These medicines may enhance the action of Levothyroxine Accord, so the patient should tell their doctor or pharmacist about all medicines they are currently taking or have recently taken, as well as any medicines they plan to take:

• salicylates (medicines used to relieve pain and lower fever),
• dicumarol (a medicine that lowers blood coagulation),
• high doses of furosemide, above 250 mg (a diuretic),
• clofibrate (a medicine that lowers lipid levels in the blood).

These medicines may affect the action of Levothyroxine Accord, so the patient should tell their doctor or pharmacist about all medicines they are currently taking or have recently taken, as well as any medicines they plan to take:

• ritonavir, indinavir, lopinavir (protease inhibitors, medicines used to treat HIV infection),
• phenytoin (an antiepileptic medicine),
• medicines containing St.
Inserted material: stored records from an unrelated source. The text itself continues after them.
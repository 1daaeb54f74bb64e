//! Gesture FX - main entry point.
//!
//! Frame loop: grab the latest webcam frame, mirror it, feed the pose
//! detector, run the effects engine over the frame, and present it in a
//! software-rendered window. Frames are processed one at a time; the
//! effects engine never sees two frames concurrently.

use std::time::{Duration, Instant};

use gesture_fx::camera::CameraCapture;
use gesture_fx::effects::{compositor, Color, EffectsConfig, Frame, GestureState, VisualEffects};
use gesture_fx::pose::PoseDetector;
use minifb::{Key, KeyRepeat, Window, WindowOptions};

const WINDOW_TITLE: &str = "Gesture FX";
const CAMERA_INDEX: u32 = 0;
const CAMERA_WIDTH: u32 = 1280;
const CAMERA_HEIGHT: u32 = 720;
const FIRST_FRAME_TIMEOUT: Duration = Duration::from_secs(5);
const FPS_LABEL_POS: (i32, i32) = (10, 50);
const FPS_LABEL_SCALE: i32 = 3;

fn main() {
    env_logger::Builder::from_env(env_logger::Env::default().default_filter_or("info")).init();

    log::info!("Gesture FX v{}", env!("CARGO_PKG_VERSION"));

    if let Err(e) = run() {
        log::error!("{}", e);
        std::process::exit(1);
    }
}

fn run() -> Result<(), String> {
    for cam in CameraCapture::list_cameras() {
        log::info!("Camera {}: {}", cam.index, cam.name);
    }

    let mut capture = CameraCapture::new(CAMERA_INDEX, CAMERA_WIDTH, CAMERA_HEIGHT)?;

    // The camera decides the actual resolution; wait for the first frame
    // to size the window.
    let first = wait_for_first_frame(&capture)?;
    let (width, height) = (first.width, first.height);
    log::info!("Streaming at {}x{}", width, height);

    let pose = PoseDetector::new()?;
    let mut effects = VisualEffects::new(EffectsConfig::default());

    let mut window = Window::new(
        WINDOW_TITLE,
        width as usize,
        height as usize,
        WindowOptions::default(),
    )
    .map_err(|e| e.to_string())?;
    window.limit_update_rate(Some(Duration::from_millis(16))); // ~60fps

    log::info!("Press ESC to exit, S to save a snapshot");

    let mut display = vec![0u32; (width * height) as usize];
    let mut last_frame_number = u64::MAX;
    let mut last_state = GestureState::None;
    let mut snapshot_count = 0u32;
    let mut fps_frames = 0u32;
    let mut fps_marker = Instant::now();
    let mut prev_processed = Instant::now();

    while window.is_open() && !window.is_key_down(Key::Escape) {
        if let Some(cam) = capture.latest_frame() {
            if cam.frame_number != last_frame_number {
                last_frame_number = cam.frame_number;

                if cam.width != width || cam.height != height {
                    log::warn!(
                        "Dropping frame with unexpected size {}x{}",
                        cam.width,
                        cam.height
                    );
                } else if let Some(mut frame) = Frame::from_rgba(cam.data, cam.width, cam.height) {
                    // Mirror so on-screen motion matches the user's.
                    frame.flip_horizontal();

                    pose.process_frame(frame.data(), width, height, cam.frame_number);
                    let landmarks = pose.latest().landmarks;

                    let state = effects.apply(&mut frame, &landmarks);
                    if state != last_state {
                        log::info!("Gesture state: {:?}", state);
                        last_state = state;
                    }

                    // Skeleton overlay and FPS counter go on top of the
                    // effects, like the rest of the on-frame feedback.
                    compositor::draw_skeleton(&mut frame, &landmarks);

                    let now = Instant::now();
                    let dt = now.duration_since(prev_processed).as_secs_f32();
                    prev_processed = now;
                    let fps = if dt > 0.0 { (1.0 / dt) as u32 } else { 0 };
                    compositor::draw_label(
                        &mut frame,
                        &format!("FPS: {}", fps),
                        FPS_LABEL_POS.0,
                        FPS_LABEL_POS.1,
                        Color::GREEN,
                        FPS_LABEL_SCALE,
                    );

                    pack_rgba(frame.data(), &mut display);

                    if window.is_key_pressed(Key::S, KeyRepeat::No) {
                        snapshot_count += 1;
                        save_snapshot(&frame, snapshot_count)?;
                    }

                    fps_frames += 1;
                    if fps_marker.elapsed() >= Duration::from_secs(1) {
                        log::info!(
                            "{} fps, {} particles",
                            fps_frames,
                            effects.particles().len()
                        );
                        fps_frames = 0;
                        fps_marker = Instant::now();
                    }
                }
            }
        }

        window
            .update_with_buffer(&display, width as usize, height as usize)
            .map_err(|e| e.to_string())?;
    }

    capture.stop();
    Ok(())
}

fn wait_for_first_frame(
    capture: &CameraCapture,
) -> Result<gesture_fx::camera::CameraFrame, String> {
    let start = Instant::now();
    loop {
        if let Some(frame) = capture.latest_frame() {
            return Ok(frame);
        }
        if start.elapsed() > FIRST_FRAME_TIMEOUT {
            return Err("Timed out waiting for the first camera frame".to_string());
        }
        std::thread::sleep(Duration::from_millis(20));
    }
}

/// RGBA bytes to the 0RGB u32 layout minifb expects.
fn pack_rgba(rgba: &[u8], out: &mut [u32]) {
    for (px, slot) in rgba.chunks_exact(4).zip(out.iter_mut()) {
        *slot = ((px[0] as u32) << 16) | ((px[1] as u32) << 8) | px[2] as u32;
    }
}

fn save_snapshot(frame: &Frame, count: u32) -> Result<(), String> {
    let path = format!("gesture-fx-{:03}.png", count);
    let img = image::RgbaImage::from_raw(frame.width(), frame.height(), frame.data().to_vec())
        .ok_or("Snapshot buffer size mismatch")?;
    img.save(&path).map_err(|e| e.to_string())?;
    log::info!("Saved {}", path);
    Ok(())
}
John's Wort (some herbal medicines),
• proton pump inhibitors (such as omeprazole, esomeprazole, pantoprazole, rabeprazole, and lansoprazole) used to reduce stomach acid production, which may weaken the absorption of levothyroxine from the gut and make it less effective. If the patient takes levothyroxine while being treated with proton pump inhibitors, the doctor should monitor thyroid function and modify the dose of Levothyroxine Accord if necessary.
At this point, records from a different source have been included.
//! RGBA frame buffer that the compositor draws into.

/// Solid RGB color.
#[derive(Clone, Copy, Debug, PartialEq, Eq)]
pub struct Color {
    pub r: u8,
    pub g: u8,
    pub b: u8,
}

impl Color {
    pub const fn new(r: u8, g: u8, b: u8) -> Self {
        Self { r, g, b }
    }

    pub const MAGENTA: Color = Color::new(255, 0, 255);
    pub const CYAN: Color = Color::new(0, 255, 255);
    pub const RED: Color = Color::new(255, 0, 0);
    pub const GREEN: Color = Color::new(0, 255, 0);
    pub const BLUE: Color = Color::new(0, 0, 255);
}

/// Owned RGBA pixel buffer (4 bytes per pixel, row-major).
///
/// The effects engine mutates one of these in place each frame; nothing
/// here persists across frames.
pub struct Frame {
    data: Vec<u8>,
    width: u32,
    height: u32,
}

impl Frame {
    /// Create an opaque black frame.
    pub fn new(width: u32, height: u32) -> Self {
        let mut data = vec![0u8; (width * height * 4) as usize];
        for px in data.chunks_exact_mut(4) {
            px[3] = 255;
        }
        Self { data, width, height }
    }

    /// Wrap an existing RGBA buffer. Returns `None` if the buffer length
    /// does not match the dimensions.
    pub fn from_rgba(data: Vec<u8>, width: u32, height: u32) -> Option<Self> {
        if data.len() != (width * height * 4) as usize {
            return None;
        }
        Some(Self { data, width, height })
    }

    pub fn width(&self) -> u32 {
        self.width
    }

    pub fn height(&self) -> u32 {
        self.height
    }

    pub fn data(&self) -> &[u8] {
        &self.data
    }

    pub fn into_rgba(self) -> Vec<u8> {
        self.data
    }

    /// Write a single pixel; coordinates outside the frame are clipped.
    pub fn set_pixel(&mut self, x: i32, y: i32, color: Color) {
        if x < 0 || y < 0 || x >= self.width as i32 || y >= self.height as i32 {
            return;
        }
        let idx = ((y as u32 * self.width + x as u32) * 4) as usize;
        self.data[idx] = color.r;
        self.data[idx + 1] = color.g;
        self.data[idx + 2] = color.b;
    }

    /// Alpha-blend a solid color over the whole frame.
    /// `alpha` = 0.0 leaves the frame unchanged, 1.0 replaces it.
    pub fn blend_fill(&mut self, color: Color, alpha: f32) {
        let alpha = alpha.clamp(0.0, 1.0);
        let keep = 1.0 - alpha;
        for px in self.data.chunks_exact_mut(4) {
            px[0] = (px[0] as f32 * keep + color.r as f32 * alpha) as u8;
            px[1] = (px[1] as f32 * keep + color.g as f32 * alpha) as u8;
            px[2] = (px[2] as f32 * keep + color.b as f32 * alpha) as u8;
        }
    }

    /// Mirror the frame horizontally in place.
    pub fn flip_horizontal(&mut self) {
        if self.width == 0 {
            return;
        }
        let w = self.width as usize;
        for row in self.data.chunks_exact_mut(w * 4) {
            let (mut i, mut j) = (0usize, w - 1);
            while i < j {
                for c in 0..4 {
                    row.swap(i * 4 + c, j * 4 + c);
                }
                i += 1;
                j -= 1;
            }
        }
    }
}

#[cfg(test)]
mod tests {
    use super::*;

    #[test]
    fn test_set_pixel_clips() {
        let mut frame = Frame::new(4, 4);
        frame.set_pixel(-1, 0, Color::RED);
        frame.set_pixel(0, 4, Color::RED);
        frame.set_pixel(4, 0, Color::RED);
        assert!(frame.data().chunks_exact(4).all(|px| px[0] == 0));

        frame.set_pixel(2, 1, Color::RED);
        let idx = (1 * 4 + 2) * 4;
        assert_eq!(frame.data()[idx], 255);
        assert_eq!(frame.data()[idx + 1], 0);
    }

    #[test]
    fn test_blend_fill() {
        let mut frame = Frame::new(2, 2);
        frame.blend_fill(Color::new(100, 200, 50), 0.4);
        let px = &frame.data()[..4];
        assert_eq!(px[0], 40);
        assert_eq!(px[1], 80);
        assert_eq!(px[2], 20);
        assert_eq!(px[3], 255);
    }

    #[test]
    fn test_flip_horizontal() {
        let mut frame = Frame::new(3, 1);
        frame.set_pixel(0, 0, Color::RED);
        frame.set_pixel(2, 0, Color::BLUE);
        frame.flip_horizontal();
        assert_eq!(frame.data()[0], 0); // blue now leftmost
        assert_eq!(frame.data()[2], 255);
        assert_eq!(frame.data()[8], 255); // red now rightmost
    }

    #[test]
    fn test_flip_zero_width_frame_is_noop() {
        let mut frame = Frame::new(0, 4);
        frame.flip_horizontal();
        assert!(frame.data().is_empty());
    }

    #[test]
    fn test_from_rgba_length_check() {
        assert!(Frame::from_rgba(vec![0u8; 16], 2, 2).is_some());
        assert!(Frame::from_rgba(vec![0u8; 15], 2, 2).is_none());
    }
}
In this situation, regular thyroid hormone testing and dose adjustment may be necessary. If the patient is taking amiodarone (a medicine used to treat heart rhythm disorders), they should tell their doctor, as this medicine may affect thyroid function. The patient should tell their doctor about taking Levothyroxine Accord if they need to undergo a diagnostic or imaging test with a contrast agent containing iodine, as this test involves the administration of an injection that affects thyroid function. The patient should tell their doctor or pharmacist about all medicines they are currently taking or have recently taken, including those that are available without a prescription. Thyroid hormones should not be used to reduce weight. Taking them will not lead to weight loss if thyroid hormones are at the proper level. Increasing the dose without consulting a doctor may lead to severe and life-threatening side effects, especially when taking other weight loss medicines. If the patient is currently taking or has recently taken biotin, they must inform their doctor or laboratory staff if they are to undergo thyroid hormone laboratory tests. Biotin may affect the results of laboratory tests (see "Warnings and precautions").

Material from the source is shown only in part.